A sunflower’s ability to track the sun east to west during the day, and to face east again before the next sunrise, relies on multiple types of photoresponses, according to a new study publishing October 31st in the open access journal PLOS Biology by Stacey Harmer and colleagues at the University of California Davis, US. The results deepen the understanding of this well-known plant behavior, and upend previous assumptions about its dependence on a canonical light-dependent response pathway.
Credit: Maksim Goncharenok, Pexels (CC0, https://creativecommons.org/publicdomain/zero/1.0/)

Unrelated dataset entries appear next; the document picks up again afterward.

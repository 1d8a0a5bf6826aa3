//! The [`Cache`] handle and its entry store.
//!
//! Entries are keyed by `(segment, key)` inside one namespace. Each entry is
//! JSON, stamped with the cache version it was written under, and indexed by
//! tag so a whole segment slice can be dropped at once. A per-key write
//! history feeds [`Cache::calculate_adaptive_ttl`].

use std::collections::{HashMap, HashSet};
use std::future::Future;
use std::sync::atomic::{AtomicU32, Ordering};
use std::sync::{Arc, Mutex, MutexGuard};
use std::time::Duration;

use postpulse_core::{EventBus, IngestError, MetricEvent};
use serde::de::DeserializeOwned;
use serde::Serialize;
use tokio::time::Instant;

use crate::adaptive::{scale_ttl, WriteHistory};

/// Write-history records untouched for this long are dropped by
/// [`Cache::purge_expired`].
const HISTORY_RETENTION: Duration = Duration::from_secs(24 * 60 * 60);

/// Options for [`Cache::set`].
#[derive(Debug, Clone, PartialEq, Eq)]
pub struct SetOptions {
    pub ttl: Duration,
    /// After `ttl`, the value may still be served for this long while a
    /// refresh runs.
    pub stale_window: Option<Duration>,
    pub tags: Vec<String>,
}

impl SetOptions {
    #[must_use]
    pub fn new(ttl: Duration) -> Self {
        Self {
            ttl,
            stale_window: None,
            tags: Vec::new(),
        }
    }

    #[must_use]
    pub fn stale_window(mut self, window: Duration) -> Self {
        self.stale_window = Some(window);
        self
    }

    #[must_use]
    pub fn tag(mut self, tag: impl Into<String>) -> Self {
        self.tags.push(tag.into());
        self
    }

    #[must_use]
    pub fn tags<I, S>(mut self, tags: I) -> Self
    where
        I: IntoIterator<Item = S>,
        S: Into<String>,
    {
        self.tags.extend(tags.into_iter().map(Into::into));
        self
    }
}

/// A stored value with its expiry, staleness window, tags, and version.
#[derive(Debug, Clone)]
pub struct CacheEntry {
    pub value: serde_json::Value,
    pub expires_at: Instant,
    pub stale_until: Instant,
    pub tags: HashSet<String>,
    pub version: u32,
}

impl CacheEntry {
    fn is_fresh(&self, now: Instant) -> bool {
        now < self.expires_at
    }

    fn is_servable(&self, now: Instant) -> bool {
        now < self.stale_until
    }
}

/// Result of [`Cache::lookup`].
#[derive(Debug, Clone, PartialEq)]
pub enum Lookup<T> {
    Fresh(T),
    /// Expired but inside its staleness window.
    Stale(T),
    Miss,
}

impl<T> Lookup<T> {
    #[must_use]
    pub fn into_value(self) -> Option<T> {
        match self {
            Lookup::Fresh(v) | Lookup::Stale(v) => Some(v),
            Lookup::Miss => None,
        }
    }
}

#[derive(Debug, Default)]
struct CacheState {
    segments: HashMap<String, HashMap<String, CacheEntry>>,
    history: HashMap<(String, String), WriteHistory>,
    refreshing: HashSet<(String, String)>,
}

#[derive(Debug)]
struct Inner {
    namespace: String,
    version: AtomicU32,
    state: Mutex<CacheState>,
    events: Option<EventBus>,
}

/// Cloneable handle to one cache namespace. Clones share entries.
#[derive(Debug, Clone)]
pub struct Cache {
    inner: Arc<Inner>,
}

impl Cache {
    /// Creates a silent cache for `namespace`, starting at version 1.
    #[must_use]
    pub fn new(namespace: impl Into<String>) -> Self {
        Self::build(namespace.into(), None)
    }

    /// Creates a cache that reports `cache.hit`, `cache.miss`, and
    /// `cache.metric` events on the bus's metrics topic.
    #[must_use]
    pub fn with_events(namespace: impl Into<String>, events: EventBus) -> Self {
        Self::build(namespace.into(), Some(events))
    }

    fn build(namespace: String, events: Option<EventBus>) -> Self {
        Self {
            inner: Arc::new(Inner {
                namespace,
                version: AtomicU32::new(1),
                state: Mutex::new(CacheState::default()),
                events,
            }),
        }
    }

    #[must_use]
    pub fn namespace(&self) -> &str {
        &self.inner.namespace
    }

    /// Current write version. Entries stamped with an older one read as
    /// misses.
    #[must_use]
    pub fn version(&self) -> u32 {
        self.inner.version.load(Ordering::SeqCst)
    }

    /// Logically invalidates every entry written under the current version.
    /// Returns the new version.
    pub fn bump_version(&self) -> u32 {
        self.inner.version.fetch_add(1, Ordering::SeqCst) + 1
    }

    /// Reads `(segment, key)`, distinguishing fresh from stale hits.
    ///
    /// Entries past both windows, written under an older version, or that no
    /// longer decode as `T` are removed and reported as a miss.
    pub fn lookup<T: DeserializeOwned>(&self, segment: &str, key: &str) -> Lookup<T> {
        let now = Instant::now();
        let version = self.version();
        let found = {
            let mut state = self.lock();
            match state.segments.get_mut(segment) {
                Some(entries) => match entries.get(key) {
                    Some(entry) if entry.version == version && entry.is_servable(now) => {
                        Some((entry.value.clone(), entry.is_fresh(now)))
                    }
                    Some(_) => {
                        entries.remove(key);
                        None
                    }
                    None => None,
                },
                None => None,
            }
        };

        let Some((value, fresh)) = found else {
            self.emit_miss(segment, key);
            return Lookup::Miss;
        };

        match serde_json::from_value::<T>(value) {
            Ok(v) => {
                self.emit(
                    MetricEvent::new("cache.hit", 1.0)
                        .label("segment", segment)
                        .label("key", key)
                        .label("freshness", if fresh { "fresh" } else { "stale" }),
                );
                if fresh {
                    Lookup::Fresh(v)
                } else {
                    Lookup::Stale(v)
                }
            }
            Err(e) => {
                tracing::warn!(
                    namespace = %self.inner.namespace,
                    segment,
                    key,
                    error = %e,
                    "cached value no longer decodes, dropping entry"
                );
                self.invalidate(segment, key);
                self.emit_miss(segment, key);
                Lookup::Miss
            }
        }
    }

    /// Returns the cached value, fresh or stale, or `None` on a miss.
    pub fn get<T: DeserializeOwned>(&self, segment: &str, key: &str) -> Option<T> {
        self.lookup(segment, key).into_value()
    }

    /// Stores `value` under `(segment, key)`, replacing any previous entry.
    ///
    /// # Errors
    ///
    /// Returns [`IngestError::Cache`] if `value` cannot be serialized.
    pub fn set<T: Serialize + ?Sized>(
        &self,
        segment: &str,
        key: &str,
        value: &T,
        options: &SetOptions,
    ) -> Result<(), IngestError> {
        let json = serde_json::to_value(value)
            .map_err(|e| IngestError::Cache(format!("serialize {segment}/{key}: {e}")))?;
        let bytes = serde_json::to_vec(&json)
            .map_err(|e| IngestError::Cache(format!("serialize {segment}/{key}: {e}")))?;

        let now = Instant::now();
        let expires_at = now + options.ttl;
        let entry = CacheEntry {
            value: json,
            expires_at,
            stale_until: expires_at + options.stale_window.unwrap_or(Duration::ZERO),
            tags: options.tags.iter().cloned().collect(),
            version: self.version(),
        };

        {
            let mut state = self.lock();
            state
                .history
                .entry((segment.to_owned(), key.to_owned()))
                .or_insert_with(WriteHistory::new)
                .record(&bytes);
            state
                .segments
                .entry(segment.to_owned())
                .or_default()
                .insert(key.to_owned(), entry);
        }

        #[allow(clippy::cast_precision_loss)]
        let size = bytes.len() as f64;
        self.emit(
            MetricEvent::new("cache.metric", size)
                .label("op", "set")
                .label("segment", segment)
                .label("key", key),
        );
        Ok(())
    }

    /// Removes one entry. Returns whether it existed.
    pub fn invalidate(&self, segment: &str, key: &str) -> bool {
        let mut state = self.lock();
        state
            .segments
            .get_mut(segment)
            .and_then(|entries| entries.remove(key))
            .is_some()
    }

    /// Removes every entry in `segment` whose tag set contains `tag`.
    /// Returns how many entries were removed.
    pub fn invalidate_by_tag(&self, segment: &str, tag: &str) -> usize {
        let removed = {
            let mut state = self.lock();
            let Some(entries) = state.segments.get_mut(segment) else {
                return 0;
            };
            let before = entries.len();
            entries.retain(|_, entry| !entry.tags.contains(tag));
            before - entries.len()
        };
        tracing::debug!(segment, tag, removed, "invalidated cache entries by tag");
        #[allow(clippy::cast_precision_loss)]
        let count = removed as f64;
        self.emit(
            MetricEvent::new("cache.metric", count)
                .label("op", "invalidate_by_tag")
                .label("segment", segment)
                .label("tag", tag),
        );
        removed
    }

    /// Stretches or shrinks `base_ttl` by how often the value under
    /// `(segment, key)` has changed across recent writes, within
    /// [0.25×, 4×]. Keys with fewer than two writes keep `base_ttl`.
    pub fn calculate_adaptive_ttl(&self, segment: &str, key: &str, base_ttl: Duration) -> Duration {
        let volatility = self
            .lock()
            .history
            .get(&(segment.to_owned(), key.to_owned()))
            .and_then(WriteHistory::volatility);
        scale_ttl(base_ttl, volatility)
    }

    /// Reads through the cache with stale-while-revalidate.
    ///
    /// - fresh hit: returned as is;
    /// - stale hit: returned immediately while `loader` refreshes the entry in
    ///   a background task (at most one refresh per key in flight);
    /// - miss: `loader` runs inline and its value is stored.
    ///
    /// # Errors
    ///
    /// Propagates `loader` errors on a miss. Background refresh errors are
    /// logged and leave the stale entry in place.
    pub async fn get_or_refresh<T, F, Fut>(
        &self,
        segment: &str,
        key: &str,
        options: SetOptions,
        loader: F,
    ) -> Result<T, IngestError>
    where
        T: Serialize + DeserializeOwned + Send + 'static,
        F: FnOnce() -> Fut + Send + 'static,
        Fut: Future<Output = Result<T, IngestError>> + Send + 'static,
    {
        match self.lookup::<T>(segment, key) {
            Lookup::Fresh(v) => Ok(v),
            Lookup::Stale(v) => {
                self.spawn_refresh(segment, key, options, loader);
                Ok(v)
            }
            Lookup::Miss => {
                let value = loader().await?;
                self.set(segment, key, &value, &options)?;
                Ok(value)
            }
        }
    }

    fn spawn_refresh<T, F, Fut>(&self, segment: &str, key: &str, options: SetOptions, loader: F)
    where
        T: Serialize + Send + 'static,
        F: FnOnce() -> Fut + Send + 'static,
        Fut: Future<Output = Result<T, IngestError>> + Send + 'static,
    {
        let slot = (segment.to_owned(), key.to_owned());
        if !self.lock().refreshing.insert(slot.clone()) {
            return;
        }
        let cache = self.clone();
        tokio::spawn(async move {
            let (segment, key) = &slot;
            match loader().await {
                Ok(value) => {
                    if let Err(e) = cache.set(segment, key, &value, &options) {
                        tracing::warn!(segment, key, error = %e, "background refresh could not store value");
                    }
                }
                Err(e) => {
                    tracing::warn!(segment, key, error = %e, "background refresh failed, keeping stale value");
                }
            }
            cache.lock().refreshing.remove(&slot);
        });
    }

    /// Whether a background refresh for `(segment, key)` is in flight.
    #[must_use]
    pub fn is_refreshing(&self, segment: &str, key: &str) -> bool {
        self.lock()
            .refreshing
            .contains(&(segment.to_owned(), key.to_owned()))
    }

    /// Drops entries past both windows or from older versions, and write
    /// histories idle for more than a day. Returns the number of entries
    /// removed.
    pub fn purge_expired(&self) -> usize {
        let now = Instant::now();
        let version = self.version();
        let mut state = self.lock();
        let mut removed = 0;
        for entries in state.segments.values_mut() {
            let before = entries.len();
            entries.retain(|_, e| e.version == version && e.is_servable(now));
            removed += before - entries.len();
        }
        state.segments.retain(|_, entries| !entries.is_empty());
        state
            .history
            .retain(|_, h| now.saturating_duration_since(h.last_write) < HISTORY_RETENTION);
        removed
    }

    /// Number of stored entries in `segment`, including expired ones not yet
    /// purged.
    #[must_use]
    pub fn segment_len(&self, segment: &str) -> usize {
        self.lock().segments.get(segment).map_or(0, HashMap::len)
    }

    fn lock(&self) -> MutexGuard<'_, CacheState> {
        self.inner
            .state
            .lock()
            .unwrap_or_else(std::sync::PoisonError::into_inner)
    }

    fn emit_miss(&self, segment: &str, key: &str) {
        self.emit(
            MetricEvent::new("cache.miss", 1.0)
                .label("segment", segment)
                .label("key", key),
        );
    }

    fn emit(&self, metric: MetricEvent) {
        if let Some(events) = &self.inner.events {
            events.publish_metric(metric.label("namespace", self.inner.namespace.clone()));
        }
    }
}

#[cfg(test)]
#[path = "store_test.rs"]
mod tests;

A sunflower’s ability to track the sun east to west during the day, and to face east again before the next sunrise, relies on multiple types of photoresponses, according to a new study publishing October 31st in the open access journal PLOS Biology by Stacey Harmer and colleagues at the University of California Davis, US. The results deepen the understanding of this well-known plant behavior, and upend previous assumptions about its dependence on a canonical light-dependent response pathway.
Because plants are rooted in place, they can’t get up and move when a neighbor blocks their light or they find themselves sprouting in a shady spot. Instead, they rely on growth or elongation to maneuver toward the light. There are several molecular systems to facilitate such responses, the best-known of which is called the phototropic response. In this system, blue light falling unevenly on a seedling is sensed by proteins called phototropins, which cause redistribution of a plant hormone, ultimately causing the growing tip to bend toward the light.
Whether the sun-tracking ability of the sunflower, called heliotropism, is a form of phototropic response, involving the same receptors and hormone, has not been clear. To explore this question, the authors compared gene activity patterns of sunflowers bending toward blue light in the lab to sunflowers tracking the sun in the field.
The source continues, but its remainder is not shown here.